==== Records shown ====

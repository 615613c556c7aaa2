/// Pagination query parameters
#[derive(Debug, Clone, Copy, PartialEq, Eq)]
pub struct PaginationParams {
    pub page: u32,
    pub limit: u32,
}

impl PaginationParams {
    pub fn new(page: Option<u32>, limit: Option<u32>) -> Self {
        let (page, limit) = crate::shared::validate_pagination(page, limit);
        Self { page, limit }
    }

    pub fn offset(&self) -> u64 {
        ((self.page - 1) * self.limit) as u64
    }
}

impl Default for PaginationParams {
    fn default() -> Self {
        Self::new(None, None)
    }
}

/// Paginated response wrapper
#[derive(Debug)]
pub struct PaginatedResult<T> {
    pub items: Vec<T>,
    pub total: u64,
    pub page: u32,
    pub limit: u32,
    pub total_pages: u32,
}

impl<T> PaginatedResult<T> {
    pub fn new(items: Vec<T>, total: u64, page: u32, limit: u32) -> Self {
        let total_pages = ((total as f64) / (limit as f64)).ceil() as u32;
        Self {
            items,
            total,
            page,
            limit,
            total_pages,
        }
    }

    pub fn map<U>(self, f: impl FnMut(T) -> U) -> PaginatedResult<U> {
        PaginatedResult {
            items: self.items.into_iter().map(f).collect(),
            total: self.total,
            page: self.page,
            limit: self.limit,
            total_pages: self.total_pages,
        }
    }
}

#[cfg(test)]
mod tests {
    use super::*;

    #[test]
    fn total_pages_rounds_up() {
        let page = PaginatedResult::new(vec![1, 2, 3], 41, 1, 20);
        assert_eq!(page.total_pages, 3);
    }

    #[test]
    fn params_offset() {
        let params = PaginationParams::new(Some(3), Some(10));
        assert_eq!(params.offset(), 20);
    }
}
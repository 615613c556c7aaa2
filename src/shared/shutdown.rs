//! Graceful shutdown handling
//!
//! A cloneable broadcast signal shared by the HTTP server and the
//! booking jobs, plus a coordinator that bounds cleanup time.

use std::sync::atomic::{AtomicBool, Ordering};
use std::sync::Arc;
use std::time::Duration;

use tokio::sync::broadcast;
use tracing::{error, info, warn};

/// Shutdown signal that can be cloned and shared across tasks
#[derive(Clone)]
pub struct ShutdownSignal {
    sender: broadcast::Sender<()>,
    triggered: Arc<AtomicBool>,
}

impl ShutdownSignal {
    pub fn new() -> Self {
        let (sender, _) = broadcast::channel(1);
        Self {
            sender,
            triggered: Arc::new(AtomicBool::new(false)),
        }
    }

    pub fn is_triggered(&self) -> bool {
        self.triggered.load(Ordering::SeqCst)
    }

    pub fn trigger(&self) {
        if !self.triggered.swap(true, Ordering::SeqCst) {
            info!("Shutdown signal triggered");
            let _ = self.sender.send(());
        }
    }

    /// Resolves once `trigger` has been called, including before this call.
    pub async fn wait(&self) {
        self.notified().wait().await;
    }

    pub fn notified(&self) -> ShutdownNotified {
        ShutdownNotified {
            receiver: self.sender.subscribe(),
            triggered: self.triggered.clone(),
        }
    }
}

impl Default for ShutdownSignal {
    fn default() -> Self {
        Self::new()
    }
}

/// A future that resolves when shutdown is triggered
pub struct ShutdownNotified {
    receiver: broadcast::Receiver<()>,
    triggered: Arc<AtomicBool>,
}

impl ShutdownNotified {
    pub async fn wait(mut self) {
        if self.triggered.load(Ordering::SeqCst) {
            return;
        }
        let _ = self.receiver.recv().await;
    }
}

/// Listen for OS shutdown signals (SIGTERM, SIGINT)
pub async fn listen_for_shutdown_signals(shutdown: ShutdownSignal) {
    #[cfg(unix)]
    {
        use tokio::signal::unix::{signal, SignalKind};

        let (mut sigterm, mut sigint) =
            match (signal(SignalKind::terminate()), signal(SignalKind::interrupt())) {
                (Ok(term), Ok(int)) => (term, int),
                (Err(e), _) | (_, Err(e)) => {
                    error!("Failed to install signal handlers: {}", e);
                    return;
                }
            };

        tokio::select! {
            _ = sigterm.recv() => info!("Received SIGTERM signal"),
            _ = sigint.recv() => info!("Received SIGINT signal (Ctrl+C)"),
        }

        shutdown.trigger();
    }

    #[cfg(not(unix))]
    {
        if let Err(e) = tokio::signal::ctrl_c().await {
            error!("Failed to install Ctrl+C handler: {}", e);
            return;
        }
        info!("Received Ctrl+C signal");
        shutdown.trigger();
    }
}

/// Graceful shutdown coordinator
pub struct ShutdownCoordinator {
    signal: ShutdownSignal,
    timeout: Duration,
}

impl ShutdownCoordinator {
    pub fn new(timeout_secs: u64) -> Self {
        Self {
            signal: ShutdownSignal::new(),
            timeout: Duration::from_secs(timeout_secs),
        }
    }

    pub fn signal(&self) -> ShutdownSignal {
        self.signal.clone()
    }

    pub fn start_signal_listener(&self) {
        let signal = self.signal.clone();
        tokio::spawn(listen_for_shutdown_signals(signal));
    }

    /// Waits for the signal, then runs `cleanup` within the configured timeout.
    /// Returns `false` when cleanup did not finish in time.
    pub async fn shutdown_with_cleanup<F, Fut>(&self, cleanup: F) -> bool
    where
        F: FnOnce() -> Fut,
        Fut: std::future::Future<Output = ()>,
    {
        self.signal.wait().await;
        info!("Starting graceful shutdown (timeout: {:?})", self.timeout);

        match tokio::time::timeout(self.timeout, cleanup()).await {
            Ok(()) => {
                info!("Graceful shutdown completed");
                true
            }
            Err(_) => {
                warn!("Graceful shutdown timed out after {:?}", self.timeout);
                false
            }
        }
    }
}

impl Default for ShutdownCoordinator {
    fn default() -> Self {
        Self::new(30)
    }
}
pub mod shutdown;
pub mod types;
pub mod validations;

pub use shutdown::*;
pub use types::*;
pub use validations::*;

====

# [Description of the task]
What lines above contain the string "match"? Copy all of them.

# [Exercise output]
            match (signal(SignalKind::terminate()), signal(SignalKind::interrupt())) {
        match tokio::time::timeout(self.timeout, cleanup()).await {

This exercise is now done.